* **Records drawn from a dataset**
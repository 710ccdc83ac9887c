// Copyright (c) 2025 Soumyadip Sarkar.
// All rights reserved.
//
// This source code is licensed under the license found in the
// LICENSE file in the root directory of this source tree.

use clap::{value_parser, Arg, ArgAction, Command};
use std::path::PathBuf;

fn id_arg(name: &'static str, help: &'static str) -> Arg {
    Arg::new(name)
        .help(help)
        .required(true)
        .value_parser(value_parser!(i64))
}

fn id_flag(name: &'static str, help: &'static str) -> Arg {
    Arg::new(name)
        .long(name)
        .help(help)
        .required(true)
        .value_parser(value_parser!(i64))
}

fn json_flag() -> Arg {
    Arg::new("json")
        .long("json")
        .help("Print JSON instead of a table")
        .action(ArgAction::SetTrue)
}

fn date_flag() -> Arg {
    Arg::new("date")
        .short('d')
        .long("date")
        .help("Date as YYYY-MM-DD (defaults to today)")
}

fn period_args(cmd: Command) -> Command {
    cmd.arg(id_flag("user", "User id"))
        .arg(
            Arg::new("month")
                .long("month")
                .required(true)
                .value_parser(value_parser!(u32)),
        )
        .arg(
            Arg::new("year")
                .long("year")
                .required(true)
                .value_parser(value_parser!(i32)),
        )
}

pub fn build_cli() -> Command {
    Command::new("ledgerline")
        .about("Personal finance ledger")
        .version(clap::crate_version!())
        .arg(
            Arg::new("db")
                .long("db")
                .global(true)
                .env("LEDGERLINE_DB")
                .help("Path to the SQLite database")
                .value_parser(value_parser!(PathBuf)),
        )
        .subcommand(
            Command::new("initdb")
                .about("Create tables and seed default categories")
                .arg(
                    Arg::new("demo")
                        .long("demo")
                        .help("Also create a demo user with sample data")
                        .action(ArgAction::SetTrue),
                ),
        )
        .subcommand(
            Command::new("adduser")
                .about("Register a new user")
                .arg(Arg::new("name").required(true))
                .arg(Arg::new("email").required(true))
                .arg(Arg::new("password").required(true)),
        )
        .subcommand(
            Command::new("addtransaction")
                .about("Record an income or expense")
                .allow_negative_numbers(true)
                .arg(id_arg("account_id", "Account id"))
                .arg(id_arg("category_id", "Category id"))
                .arg(Arg::new("amount").required(true))
                .arg(Arg::new("description").required(true))
                .arg(date_flag()),
        )
        .subcommand(
            Command::new("getbalance")
                .about("Total balance of a user")
                .arg(id_arg("user_id", "User id"))
                .arg(json_flag()),
        )
        .subcommand(
            Command::new("user")
                .about("Users")
                .subcommand(Command::new("list"))
                .subcommand(
                    Command::new("email")
                        .about("Change a user's email (audited)")
                        .arg(id_arg("user_id", "User id"))
                        .arg(Arg::new("email").required(true)),
                )
                .subcommand(
                    Command::new("history")
                        .about("Email change log of a user")
                        .arg(id_arg("user_id", "User id")),
                )
                .subcommand(
                    Command::new("login")
                        .about("Check a user's credentials")
                        .arg(Arg::new("email").required(true))
                        .arg(Arg::new("password").required(true)),
                ),
        )
        .subcommand(
            Command::new("account")
                .about("Accounts")
                .subcommand(
                    Command::new("add")
                        .allow_negative_numbers(true)
                        .arg(id_flag("user", "Owning user id"))
                        .arg(Arg::new("name").long("name").required(true))
                        .arg(Arg::new("kind").long("kind").default_value("checking"))
                        .arg(Arg::new("initial").long("initial").default_value("0")),
                )
                .subcommand(
                    Command::new("list")
                        .arg(id_flag("user", "Owning user id"))
                        .arg(json_flag()),
                )
                .subcommand(
                    Command::new("rm")
                        .about("Archive and delete an account")
                        .arg(id_arg("account_id", "Account id"))
                        .arg(
                            Arg::new("cascade")
                                .long("cascade")
                                .help("Also delete its transactions and investments")
                                .action(ArgAction::SetTrue),
                        ),
                )
                .subcommand(
                    Command::new("archive")
                        .about("Deleted accounts of a user")
                        .arg(id_flag("user", "Owning user id")),
                ),
        )
        .subcommand(
            Command::new("category")
                .about("Categories")
                .subcommand(
                    Command::new("add")
                        .arg(Arg::new("name").required(true))
                        .arg(Arg::new("kind").required(true).help("income or expense")),
                )
                .subcommand(Command::new("list").arg(json_flag())),
        )
        .subcommand(
            Command::new("tx")
                .about("Transactions")
                .subcommand(
                    Command::new("list")
                        .arg(id_flag("account", "Account id"))
                        .arg(json_flag()),
                )
                .subcommand(
                    Command::new("transfer")
                        .about("Move money between two accounts")
                        .arg(id_flag("from", "Source account id"))
                        .arg(id_flag("to", "Destination account id"))
                        .arg(
                            Arg::new("amount")
                                .long("amount")
                                .required(true)
                                .allow_negative_numbers(true),
                        )
                        .arg(
                            Arg::new("description")
                                .long("description")
                                .default_value("transfer"),
                        )
                        .arg(date_flag()),
                )
                .subcommand(
                    Command::new("tag")
                        .arg(id_arg("transaction_id", "Transaction id"))
                        .arg(Arg::new("tag").required(true)),
                ),
        )
        .subcommand(
            Command::new("budget")
                .about("Monthly budgets")
                .subcommand(
                    period_args(Command::new("set"))
                        .arg(id_flag("category", "Category id"))
                        .arg(Arg::new("amount").long("amount").required(true)),
                )
                .subcommand(period_args(Command::new("report")).arg(json_flag())),
        )
        .subcommand(
            Command::new("goal")
                .about("Savings goals")
                .subcommand(
                    Command::new("add")
                        .arg(id_flag("user", "Owning user id"))
                        .arg(Arg::new("name").long("name").required(true))
                        .arg(Arg::new("target").long("target").required(true))
                        .arg(Arg::new("deadline").long("deadline")),
                )
                .subcommand(
                    Command::new("contribute")
                        .allow_negative_numbers(true)
                        .arg(id_arg("goal_id", "Goal id"))
                        .arg(Arg::new("amount").required(true)),
                )
                .subcommand(Command::new("list").arg(id_flag("user", "Owning user id"))),
        )
        .subcommand(
            Command::new("invest")
                .about("Investment positions")
                .subcommand(Command::new("kind").arg(Arg::new("name").required(true)))
                .subcommand(Command::new("kinds"))
                .subcommand(
                    Command::new("add")
                        .arg(id_flag("account", "Account id"))
                        .arg(Arg::new("kind").long("kind").required(true))
                        .arg(Arg::new("ticker").long("ticker").required(true))
                        .arg(Arg::new("quantity").long("quantity").required(true))
                        .arg(Arg::new("price").long("price").required(true)),
                )
                .subcommand(
                    Command::new("list")
                        .arg(id_flag("user", "Owning user id"))
                        .arg(json_flag()),
                ),
        )
        .subcommand(
            Command::new("config")
                .about("Runtime settings")
                .subcommand(Command::new("get").arg(Arg::new("key").required(true)))
                .subcommand(
                    Command::new("set")
                        .arg(Arg::new("key").required(true))
                        .arg(Arg::new("value").required(true)),
                ),
        )
}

* **EXERCISE**
Every entry should be printed again exactly as written.

* **EXERCISE RESULT**
repository 710ccdc83ac9887c
// Copyright (c) 2025 Soumyadip Sarkar.
// All rights reserved.
//
// This source code is licensed under the license found in the
// LICENSE file in the root directory of this source tree.

use clap::{value_parser, Arg, ArgAction, Command};
use std::path::PathBuf;

fn id_arg(name: &'static str, help: &'static str) -> Arg {
    Arg::new(name)
        .help(help)
        .required(true)
        .value_parser(value_parser!(i64))
}

fn id_flag(name: &'static str, help: &'static str) -> Arg {
    Arg::new(name)
        .long(name)
        .help(help)
        .required(true)
        .value_parser(value_parser!(i64))
}

fn json_flag() -> Arg {
    Arg::new("json")
        .long("json")
        .help("Print JSON instead of a table")
        .action(ArgAction::SetTrue)
}

fn date_flag() -> Arg {
    Arg::new("date")
        .short('d')
        .long("date")
        .help("Date as YYYY-MM-DD (defaults to today)")
}

fn period_args(cmd: Command) -> Command {
    cmd.arg(id_flag("user", "User id"))
        .arg(
            Arg::new("month")
                .long("month")
                .required(true)
                .value_parser(value_parser!(u32)),
        )
        .arg(
            Arg::new("year")
                .long("year")
                .required(true)
                .value_parser(value_parser!(i32)),
        )
}

pub fn build_cli() -> Command {
    Command::new("ledgerline")
        .about("Personal finance ledger")
        .version(clap::crate_version!())
        .arg(
            Arg::new("db")
                .long("db")
                .global(true)
                .env("LEDGERLINE_DB")
                .help("Path to the SQLite database")
                .value_parser(value_parser!(PathBuf)),
        )
        .subcommand(
            Command::new("initdb")
                .about("Create tables and seed default categories")
                .arg(
                    Arg::new("demo")
                        .long("demo")
                        .help("Also create a demo user with sample data")
                        .action(ArgAction::SetTrue),
                ),
        )
        .subcommand(
            Command::new("adduser")
                .about("Register a new user")
                .arg(Arg::new("name").required(true))
                .arg(Arg::new("email").required(true))
                .arg(Arg::new("password").required(true)),
        )
        .subcommand(
            Command::new("addtransaction")
                .about("Record an income or expense")
                .allow_negative_numbers(true)
                .arg(id_arg("account_id", "Account id"))
                .arg(id_arg("category_id", "Category id"))
                .arg(Arg::new("amount").required(true))
                .arg(Arg::new("description").required(true))
                .arg(date_flag()),
        )
        .subcommand(
            Command::new("getbalance")
                .about("Total balance of a user")
                .arg(id_arg("user_id", "User id"))
                .arg(json_flag()),
        )
        .subcommand(
            Command::new("user")
                .about("Users")
                .subcommand(Command::new("list"))
                .subcommand(
                    Command::new("email")
                        .about("Change a user's email (audited)")
                        .arg(id_arg("user_id", "User id"))
                        .arg(Arg::new("email").required(true)),
                )
                .subcommand(
                    Command::new("history")
                        .about("Email change log of a user")
                        .arg(id_arg("user_id", "User id")),
                )
                .subcommand(
                    Command::new("login")
                        .about("Check a user's credentials")
                        .arg(Arg::new("email").required(true))
                        .arg(Arg::new("password").required(true)),
                ),
        )
        .subcommand(
            Command::new("account")
                .about("Accounts")
                .subcommand(
                    Command::new("add")
                        .allow_negative_numbers(true)
                        .arg(id_flag("user", "Owning user id"))
                        .arg(Arg::new("name").long("name").required(true))
                        .arg(Arg::new("kind").long("kind").default_value("checking"))
                        .arg(Arg::new("initial").long("initial").default_value("0")),
                )
                .subcommand(
                    Command::new("list")
                        .arg(id_flag("user", "Owning user id"))
                        .arg(json_flag()),
                )
                .subcommand(
                    Command::new("rm")
                        .about("Archive and delete an account")
                        .arg(id_arg("account_id", "Account id"))
                        .arg(
                            Arg::new("cascade")
                                .long("cascade")
                                .help("Also delete its transactions and investments")
                                .action(ArgAction::SetTrue),
                        ),
                )
                .subcommand(
                    Command::new("archive")
                        .about("Deleted accounts of a user")
                        .arg(id_flag("user", "Owning user id")),
                ),
        )
        .subcommand(
            Command::new("category")
                .about("Categories")
                .subcommand(
                    Command::new("add")
                        .arg(Arg::new("name").required(true))
                        .arg(Arg::new("kind").required(true).help("income or expense")),
                )
                .subcommand(Command::new("list").arg(json_flag())),
        )
        .subcommand(
            Command::new("tx")
                .about("Transactions")
                .subcommand(
                    Command::new("list")
                        .arg(id_flag("account", "Account id"))
                        .arg(json_flag()),
                )
                .subcommand(
                    Command::new("transfer")
                        .about("Move money between two accounts")
                        .arg(id_flag("from", "Source account id"))
                        .arg(id_flag("to", "Destination account id"))
                        .arg(
                            Arg::new("amount")
                                .long("amount")
                                .required(true)
                                .allow_negative_numbers(true),
                        )
                        .arg(
                            Arg::new("description")
                                .long("description")
                                .default_value("transfer"),
                        )
                        .arg(date_flag()),
                )
                .subcommand(
                    Command::new("tag")
                        .arg(id_arg("transaction_id", "Transaction id"))
                        .arg(Arg::new("tag").required(true)),
                ),
        )
        .subcommand(
            Command::new("budget")
                .about("Monthly budgets")
                .subcommand(
                    period_args(Command::new("set"))
                        .arg(id_flag("category", "Category id"))
                        .arg(Arg::new("amount").long("amount").required(true)),
                )
                .subcommand(period_args(Command::new("report")).arg(json_flag())),
        )
        .subcommand(
            Command::new("goal")
                .about("Savings goals")
                .subcommand(
                    Command::new("add")
                        .arg(id_flag("user", "Owning user id"))
                        .arg(Arg::new("name").long("name").required(true))
                        .arg(Arg::new("target").long("target").required(true))
                        .arg(Arg::new("deadline").long("deadline")),
                )
                .subcommand(
                    Command::new("contribute")
                        .allow_negative_numbers(true)
                        .arg(id_arg("goal_id", "Goal id"))
                        .arg(Arg::new("amount").required(true)),
                )
                .subcommand(Command::new("list").arg(id_flag("user", "Owning user id"))),
        )
        .subcommand(
            Command::new("invest")
                .about("Investment positions")
                .subcommand(Command::new("kind").arg(Arg::new("name").required(true)))
                .subcommand(Command::new("kinds"))
                .subcommand(
                    Command::new("add")
                        .arg(id_flag("account", "Account id"))
                        .arg(Arg::new("kind").long("kind").required(true))
                        .arg(Arg::new("ticker").long("ticker").required(true))
                        .arg(Arg::new("quantity").long("quantity").required(true))
                        .arg(Arg::new("price").long("price").required(true)),
                )
                .subcommand(
                    Command::new("list")
                        .arg(id_flag("user", "Owning user id"))
                        .arg(json_flag()),
                ),
        )
        .subcommand(
            Command::new("config")
                .about("Runtime settings")
                .subcommand(Command::new("get").arg(Arg::new("key").required(true)))
                .subcommand(
                    Command::new("set")
                        .arg(Arg::new("key").required(true))
                        .arg(Arg::new("value").required(true)),
                ),
        )
}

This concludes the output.